Ummi, Maafkan Emak!*
Khristianto**

Yu Darni terlihat duduk menyangga dagu di atas lincak, balai-balai bambu di depan rumahnya. Pandangannya kosong tak menghiraukan percikan-percikan air yang terloncat dari aliran hujan yang meluncur dari ujung atap seng rumahnya. Entah apa yang tengah ia nikmati dari hawa dingin yang dibawa hujan dan hembusan angin yang cukup keras menerpa rumah-rumah kecil di ujung desa itu.
“Ummi…!” dengan agak menggumam bibirnya menyebut dan setengah memanggil sebuah nama. Bibirnya masih tetap mengatup.
“Hemmh…Ummmi…” kembali diulanginya panggilan itu kali ini dengan isakan kecil. Dengan perlahan ia bangkit dari duduknya. Dengan kedua tangannya, ia sisingkan jarit kumal yang menutupi tubuh bagian bawah. Ia angkat sampai tepat di atas lututnya. Kakinya agak jinjit, saat ia memasuki deras hujan dan melangkah ke depan halaman. Lurus dan berhenti di depan tanaman perdu yang merupakan pagar pekarangan. Tangan kirinya berpegangan pada perdu, sementara tangan kanan mengais-ngais air yang memenuhi kubangan lubang pembuangan sampah. Sesekali kedua kakinya dimasukan untuk menjangkau lebih dalam. Matanya masih kosong. Bibirnya menyungging senyuman. Kali ini ia bangkit, dan mencari-cari sesuatu. Tengak-tengok sana-sini. Kembali ia tersenyum dan terlihat lega. Ia berlari-lari kecil. Dan sudah tidak menghiraukan lagi jaritnya yang basah kuyup oleh hujan atau dari percikan air kotor saat ia berjalan. Dengan cepat, ia memungut sebilah bambu yang cukup panjang sebesar lengan. Lalu kembali ke kubangan. Agak tergesa, ia mengaduk-aduk air berwarna kuning tanah itu. Terus mengobok-obok lubang sampah yang dipenuhi air hujan itu. Dan sesekali ia menusuk-nusuk dasar kubangan yang mirip sumur kecil itu. Nafasnya terlihat ngos-ngosan. Kecapaian. Matanya kembali kosong. Wajahnya hampa. Menunduk. Jatuh terduduk sambil tetap memegang bambu yang tertancap. Lalu terdengar suara tangisan. Lirih sekali.
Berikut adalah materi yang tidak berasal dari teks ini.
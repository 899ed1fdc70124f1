//! API shared state

use std::sync::Arc;

use crate::auth::AuthService;
use crate::catalog::CatalogService;
use crate::report::ReportService;
use crate::sheet::SheetCodec;

/// Shared state passed to all API handlers
#[derive(Clone)]
pub struct ApiState {
    pub auth: AuthService,
    pub catalog: CatalogService,
    pub reports: ReportService,
    /// Workbook codec for import/export (external collaborator).
    pub sheets: Arc<dyn SheetCodec>,
}

impl ApiState {
    pub fn new(
        auth: AuthService,
        catalog: CatalogService,
        reports: ReportService,
        sheets: Arc<dyn SheetCodec>,
    ) -> Self {
        Self {
            auth,
            catalog,
            reports,
            sheets,
        }
    }
}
Kepalanya terangguk-angguk seiring dengan isakan tangisnya. Sementara hujan terus mengguyur makin deras, dan suara bedug maghrib menggema menyadarkan penduduk desa untuk menjalankan kewajiban sebagai hamba.
***
“Kang Mus, apa ini tidak terlalu dalam?” tanya Yu Darni di satu siang.
“Ah…ya enggak Dar, biar awet. Buangan sampah yang kamu injak itu kan baru digali sebulan kemarin,” ujar Kang Mus mencoba membela diri.
“Iya…tapi apa enggak berbahaya untuk anak-anak?” Yu Darni mulai mengungkapkan alasan kekhawatirannya.
“Yaaa enggak to….Toh lubang ini tidak di tengah jalan.”
Perdebatan kedua suami-istri itu berakhir.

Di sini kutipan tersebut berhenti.